BM25 — Sparse Retrieval
BM25 (Best Match 25) is the standard algorithm for keyword-based search. It ranks documents based on term frequency, inverse document frequency, and document length:
# Using rank_bm25 library
# uv add rank-bm25
from rank_bm25 import BM25Okapi
import re
def tokenize(text: str) -> list[str]:
"""Simple tokenization: lowercase and split on non-alphanumeric."""

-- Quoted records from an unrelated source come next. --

//! Prometheus metrics for the poller and the public API
//!
//! This module provides metrics tracking for:
//! - Poller: cycles, cycle duration, overruns, per-printer outcomes
//! - API: requests by endpoint and status
//!
//! # Usage
//!
//! Call `init_metrics()` at application startup to register all metrics.
//! If initialization fails, metrics operations become no-ops.

use prometheus::{
    register_counter, register_counter_vec, register_gauge, register_histogram, Counter,
    CounterVec, Encoder, Gauge, Histogram, TextEncoder,
};
use std::sync::OnceLock;

// ============================================================================
// Metrics Storage
// ============================================================================

/// Container for poller metrics
struct PollerMetrics {
    cycles: Counter,
    cycle_duration: Histogram,
    cycle_overruns: Counter,
    printer_polls: CounterVec,
    printers_errored: Gauge,
}

/// Container for API metrics
struct ApiMetrics {
    requests: CounterVec,
}

/// Global storage for poller metrics
static POLLER_METRICS: OnceLock<PollerMetrics> = OnceLock::new();

/// Global storage for API metrics
static API_METRICS: OnceLock<ApiMetrics> = OnceLock::new();

/// Outcome of the one registration attempt
static METRICS_INIT: OnceLock<Result<(), String>> = OnceLock::new();

// ============================================================================
// Initialization
// ============================================================================

/// Initialize all Prometheus metrics
///
/// This function should be called once at application startup; later calls
/// return the outcome of the first one. If registration fails, metric
/// operations stay no-ops.
pub fn init_metrics() -> Result<(), Box<dyn std::error::Error>> {
    METRICS_INIT
        .get_or_init(|| register_metrics().map_err(|e| e.to_string()))
        .clone()
        .map_err(Into::into)
}

fn register_metrics() -> Result<(), Box<dyn std::error::Error>> {
    let poller = PollerMetrics {
        cycles: register_counter!(
            "ospap_poll_cycles_total",
            "Total number of completed poll cycles"
        )?,
        cycle_duration: register_histogram!(
            "ospap_poll_cycle_duration_seconds",
            "Time spent polling all printers in one cycle",
            vec![0.05, 0.1, 0.25, 0.5, 1.0, 2.0, 5.0, 10.0, 30.0, 60.0]
        )?,
        cycle_overruns: register_counter!(
            "ospap_poll_cycle_overruns_total",
            "Poll cycles that took longer than the polling interval"
        )?,
        printer_polls: register_counter_vec!(
            "ospap_printer_polls_total",
            "Printer polls by printer and outcome",
            &["printer", "outcome"]
        )?,
        printers_errored: register_gauge!(
            "ospap_printers_errored",
            "Printers flagged as errored in the latest snapshot"
        )?,
    };

    let api = ApiMetrics {
        requests: register_counter_vec!(
            "ospap_api_requests_total",
            "Total API requests by endpoint and status",
            &["endpoint", "status"]
        )?,
    };

    POLLER_METRICS.set(poller).map_err(|_| "Poller metrics already initialized")?;
    API_METRICS.set(api).map_err(|_| "API metrics already initialized")?;

    tracing::info!("Prometheus metrics initialized successfully");
    Ok(())
}

// ============================================================================
// Helper Functions
// ============================================================================

/// Encode all metrics to Prometheus text format
pub fn encode_metrics() -> Result<String, Box<dyn std::error::Error>> {
    let encoder = TextEncoder::new();
    let metric_families = prometheus::gather();
    let mut buffer = Vec::new();
    encoder.encode(&metric_families, &mut buffer)?;
    Ok(String::from_utf8(buffer)?)
}

/// Record a finished poll cycle
pub fn record_cycle(duration_secs: f64, errored: usize) {
    let Some(m) = POLLER_METRICS.get() else {
        return;
    };

    m.cycles.inc();
    m.cycle_duration.observe(duration_secs);
    m.printers_errored.set(errored as f64);
}

/// Record a cycle that overran the polling interval
pub fn record_cycle_overrun() {
    if let Some(m) = POLLER_METRICS.get() {
        m.cycle_overruns.inc();
    }
}

/// Record the outcome of one printer poll
pub fn record_printer_poll(printer: &str, errored: bool) {
    if let Some(m) = POLLER_METRICS.get() {
        let outcome = if errored { "errored" } else { "ok" };
        m.printer_polls.with_label_values(&[printer, outcome]).inc();
    }
}

/// Record API request
pub fn record_api_request(endpoint: &str, status: u16) {
    if let Some(m) = API_METRICS.get() {
        let status_str = status.to_string();
        m.requests.with_label_values(&[endpoint, status_str.as_str()]).inc();
    }
}

// ============================================================================
// Tests
// ============================================================================

#[cfg(test)]
mod tests {
    use super::*;

    fn ensure_metrics_initialized() {
        let _ = init_metrics();
    }

    #[test]
    fn test_init_metrics() {
        let result = init_metrics();
        assert!(result.is_ok());

        // Second call should also be Ok (idempotent)
        let result2 = init_metrics();
        assert!(result2.is_ok());
    }

    #[test]
    fn test_encode_metrics() {
        ensure_metrics_initialized();
        record_cycle(0.2, 1);
        let text = encode_metrics().unwrap();
        assert!(text.contains("ospap_poll_cycles_total"));
    }

    #[test]
    fn test_recording_does_not_panic() {
        ensure_metrics_initialized();
        record_cycle_overrun();
        record_printer_poll("prusa", false);
        record_printer_poll("prusa", true);
        record_api_request("/api", 200);
    }
}
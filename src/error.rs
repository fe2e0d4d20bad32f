//! Unified error handling for the ospap crate
//!
//! # Architecture
//!
//! - [`OspapErrorTrait`] - Common interface of the domain error types
//! - [`ErrorCategory`] - Classification of errors for handling strategies
//! - [`Error`] - Errors reported while loading and validating configuration
//!
//! Per-printer failures never surface through [`Error`]: the poller folds
//! them into the `errored` flag of a status and logs their category.

use thiserror::Error;

pub use crate::octoprint::error::ClientError;

/// Common trait for ospap domain error types
pub trait OspapErrorTrait: std::error::Error {
    /// Check if this error is transient (the next poll cycle may succeed)
    fn is_recoverable(&self) -> bool;

    /// Get the error category for handling strategies
    fn category(&self) -> ErrorCategory;
}

/// Classification of errors for handling strategies
#[derive(Debug, Clone, Copy, PartialEq, Eq, Hash)]
pub enum ErrorCategory {
    /// Network-related errors (transport, timeout, HTTP status)
    Network,
    /// Configuration and validation errors
    Config,
}

impl ErrorCategory {
    /// Short label used in logs
    pub fn as_str(&self) -> &'static str {
        match self {
            Self::Network => "network",
            Self::Config => "config",
        }
    }
}

/// Unified error type for the ospap crate
#[derive(Error, Debug)]
pub enum Error {
    /// JSON deserialization errors
    #[error("JSON error: {0}")]
    Json(#[from] serde_json::Error),

    /// TOML deserialization errors
    #[error("TOML error: {0}")]
    Toml(#[from] toml::de::Error),

    /// Configuration errors
    #[error("Config error: {0}")]
    Config(String),

    /// Generic error with context
    #[error("{context}")]
    Other {
        context: String,
        #[source]
        source: Option<Box<dyn std::error::Error + Send + Sync>>,
    },
}

impl Error {
    /// Create a configuration error
    pub fn config(msg: impl Into<String>) -> Self {
        Self::Config(msg.into())
    }

    /// Create a generic error with context and source
    pub fn with_source(
        context: impl Into<String>,
        source: impl std::error::Error + Send + Sync + 'static,
    ) -> Self {
        Self::Other {
            context: context.into(),
            source: Some(Box::new(source)),
        }
    }
}

/// Result type alias using the unified Error type
pub type Result<T> = std::result::Result<T, Error>;
//! Snapshot API handlers
//!
//! `GET /api` answers 200 whenever a snapshot can be serialized, however
//! many printers are errored: device health is data inside the payload, not
//! an HTTP status.

use axum::{
    body::Body,
    extract::State,
    http::{header, StatusCode},
    response::{IntoResponse, Response},
    routing::get,
    Router,
};

use crate::metrics;

use super::AppState;

/// Body returned when the snapshot cannot be serialized
pub const SERIALIZATION_ERROR_BODY: &str = "Could not generate response";

// ============================================================================
// API Routes
// ============================================================================

/// Create the API router
pub fn create_router(state: AppState) -> Router {
    Router::new()
        .route("/api", get(get_snapshot))
        .route("/metrics", get(get_metrics))
        .with_state(state)
}

// ============================================================================
// Handlers
// ============================================================================

/// Current snapshot as a JSON array
async fn get_snapshot(State(state): State<AppState>) -> Response {
    let snapshot = state.store.current().await;

    let response = match snapshot.to_json() {
        Ok(body) => json_response(StatusCode::OK, body),
        Err(e) => {
            tracing::error!(error = %e, sequence = snapshot.sequence, "Failed to serialize snapshot");
            (StatusCode::INTERNAL_SERVER_ERROR, SERIALIZATION_ERROR_BODY).into_response()
        }
    };

    metrics::record_api_request("/api", response.status().as_u16());
    response
}

/// Prometheus metrics in text format
async fn get_metrics() -> Response {
    match metrics::encode_metrics() {
        Ok(text) => (
            StatusCode::OK,
            [(header::CONTENT_TYPE, "text/plain; version=0.0.4")],
            text,
        )
            .into_response(),
        Err(e) => {
            tracing::error!(error = %e, "Failed to encode metrics");
            (StatusCode::INTERNAL_SERVER_ERROR, "Could not encode metrics").into_response()
        }
    }
}

/// Pre-serialized JSON body with the JSON content type
pub fn json_response(status: StatusCode, body: Vec<u8>) -> Response {
    Response::builder()
        .status(status)
        .header(header::CONTENT_TYPE, "application/json")
        .body(Body::from(body))
        .unwrap_or_else(|_| StatusCode::INTERNAL_SERVER_ERROR.into_response())
}

// ============================================================================
// Tests
// ============================================================================

#[cfg(test)]
mod tests {
    use super::*;

    #[test]
    fn test_json_response_headers() {
        let response = json_response(StatusCode::OK, b"[]".to_vec());
        assert_eq!(response.status(), StatusCode::OK);
        assert_eq!(
            response.headers().get(header::CONTENT_TYPE).unwrap(),
            "application/json"
        );
    }
}
//! Polling engine
//!
//! # Architecture
//!
//! ```text
//! PollScheduler ──tick──▶ PollCycle ──spawn × N──▶ poll_printer
//!                              │                      │
//!                              │◀──── PrinterStatus ──┘
//!                              ▼
//!                        SnapshotStore::publish (single swap)
//! ```
//!
//! - [`device`] - Gated retrieval pipeline for one printer
//! - [`cycle`] - Concurrent, fault-isolated cycle over all printers
//! - [`scheduler`] - Startup cycle plus fixed-interval loop

pub mod cycle;
pub mod device;
pub mod scheduler;

// Re-export main types
pub use cycle::{run_cycle, PollCycle};
pub use device::poll_printer;
pub use scheduler::PollScheduler;
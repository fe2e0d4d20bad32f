//! Scripted [`PrinterApi`] for unit tests

use async_trait::async_trait;
use serde_json::json;
use std::collections::HashMap;
use std::sync::Mutex;
use std::time::Duration;

use crate::config::PrinterConfig;

use super::client::{ConnectionState, PrinterApi};
use super::decode::{Decoded, JsonObject};
use super::error::ClientError;

/// Canned responses for one printer
#[derive(Debug, Clone)]
pub(crate) struct Script {
    /// Successive connection states; the last one repeats
    pub connection: Vec<Result<String, ClientError>>,
    pub connect: Result<(), ClientError>,
    pub version: Result<String, ClientError>,
    pub info: Result<JsonObject, ClientError>,
    pub job: Result<JsonObject, ClientError>,
    /// Whether the info and job bodies were parsable
    pub info_present: bool,
    pub job_present: bool,
    /// Panic inside `api_version`
    pub panic_on_version: bool,
    /// Added latency on every call
    pub latency: Duration,
}

impl Script {
    pub fn healthy() -> Self {
        Self {
            connection: vec![Ok("Operational".to_string())],
            connect: Ok(()),
            version: Ok("0.1".to_string()),
            info: Ok(object(json!({"state": {"text": "Operational"}}))),
            job: Ok(object(json!({"state": "Printing", "progress": {"completion": 12.5}}))),
            info_present: true,
            job_present: true,
            panic_on_version: false,
            latency: Duration::ZERO,
        }
    }

    pub fn disconnected() -> Self {
        Self {
            connection: vec![Ok("Closed".to_string())],
            ..Self::healthy()
        }
    }
}

pub(crate) fn object(value: serde_json::Value) -> JsonObject {
    value.as_object().cloned().unwrap_or_default()
}

fn present_or_absent(value: JsonObject, present: bool) -> Decoded<JsonObject> {
    if present {
        Decoded::found(value)
    } else {
        Decoded::absent()
    }
}

pub(crate) fn network_error() -> ClientError {
    ClientError::Network("connection refused".to_string())
}

/// [`PrinterApi`] answering from per-printer scripts and recording calls
#[derive(Debug, Default)]
pub(crate) struct ScriptedApi {
    scripts: HashMap<String, Script>,
    connection_reads: Mutex<HashMap<String, usize>>,
    calls: Mutex<Vec<(String, &'static str)>>,
}

impl ScriptedApi {
    pub fn new() -> Self {
        Self::default()
    }

    pub fn with(mut self, name: &str, script: Script) -> Self {
        self.scripts.insert(name.to_string(), script);
        self
    }

    /// Operations called for a printer, in order
    pub fn calls_for(&self, name: &str) -> Vec<&'static str> {
        self.calls
            .lock()
            .unwrap()
            .iter()
            .filter(|(printer, _)| printer == name)
            .map(|(_, op)| *op)
            .collect()
    }

    async fn enter(&self, printer: &PrinterConfig, op: &'static str) -> Script {
        self.calls.lock().unwrap().push((printer.name.clone(), op));
        let script = self
            .scripts
            .get(&printer.name)
            .cloned()
            .unwrap_or_else(Script::healthy);
        if !script.latency.is_zero() {
            tokio::time::sleep(script.latency).await;
        }
        script
    }
}

#[async_trait]
impl PrinterApi for ScriptedApi {
    async fn api_version(&self, printer: &PrinterConfig) -> Result<Decoded<String>, ClientError> {
        let script = self.enter(printer, "api_version").await;
        if script.panic_on_version {
            panic!("scripted panic in api_version for {}", printer.name);
        }
        script.version.map(Decoded::found)
    }

    async fn printer_info(
        &self,
        printer: &PrinterConfig,
    ) -> Result<Decoded<JsonObject>, ClientError> {
        let script = self.enter(printer, "printer_info").await;
        script.info.map(|info| present_or_absent(info, script.info_present))
    }

    async fn current_job(
        &self,
        printer: &PrinterConfig,
    ) -> Result<Decoded<JsonObject>, ClientError> {
        let script = self.enter(printer, "current_job").await;
        script.job.map(|job| present_or_absent(job, script.job_present))
    }

    async fn connection_state(
        &self,
        printer: &PrinterConfig,
    ) -> Result<ConnectionState, ClientError> {
        let script = self.enter(printer, "connection_state").await;
        let read = {
            let mut reads = self.connection_reads.lock().unwrap();
            let count = reads.entry(printer.name.clone()).or_insert(0);
            *count += 1;
            *count - 1
        };
        let index = read.min(script.connection.len().saturating_sub(1));
        script.connection[index]
            .clone()
            .map(|state| ConnectionState::from_state(Decoded::found(state)))
    }

    async fn connect(&self, printer: &PrinterConfig) -> Result<(), ClientError> {
        self.enter(printer, "connect").await.connect
    }
}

return re.findall(r'\w+', text.lower())
documents = [
"Docker Compose orchestrates multiple containers for local development.",
"The Docker daemon manages container lifecycle and image building.",
"Kubernetes orchestrates containers at scale in production environments.",
"FastAPI builds REST APIs with automatic OpenAPI documentation.",
"Dockerfile best practices include multi-stage builds and .dockerignore.",
]
# Tokenize documents
tokenized_docs = [tokenize(doc) for doc in documents]
# Build BM25 index
bm25 = BM25Okapi(tokenized_docs)
# Search
query = "Docker container management"
tokenized_query = tokenize(query)
scores = bm25.get_scores(tokenized_query)
# Rank results
ranked = sorted(zip(documents, scores), key=lambda x: x[1], reverse=True)
for doc, score in ranked:
print(f"[{score:.3f}] {doc}")
Combining Dense and Sparse
The key challenge is combining scores from two different systems. Three common approaches:
Approach 1: Reciprocal Rank Fusion (RRF)
RRF merges ranked lists without normalizing scores:
def reciprocal_rank_fusion(
dense_results: list[tuple[str, float]],
sparse_results: list[tuple[str, float]],
k: int = 60,
) -> list[tuple[str, float]]:
"""Combine ranked lists using Reciprocal Rank Fusion."""
rrf_scores = {}
# Add dense rankings
for rank, (doc_id, _) in enumerate(dense_results):
rrf_scores[doc_id] = rrf_scores.get(doc_id, 0) + 1 / (k + rank + 1)
# Add sparse rankings
for rank, (doc_id, _) in enumerate(sparse_results):
rrf_scores[doc_id] = rrf_scores.get(doc_id, 0) + 1 / (k + rank + 1)
# Sort by combined score
sorted_results = sorted(rrf_scores.items(), key=lambda x: x[1], reverse=True)
return sorted_results
# Example
dense_results = [("doc1", 0.95), ("doc3", 0.87), ("doc5", 0.82)]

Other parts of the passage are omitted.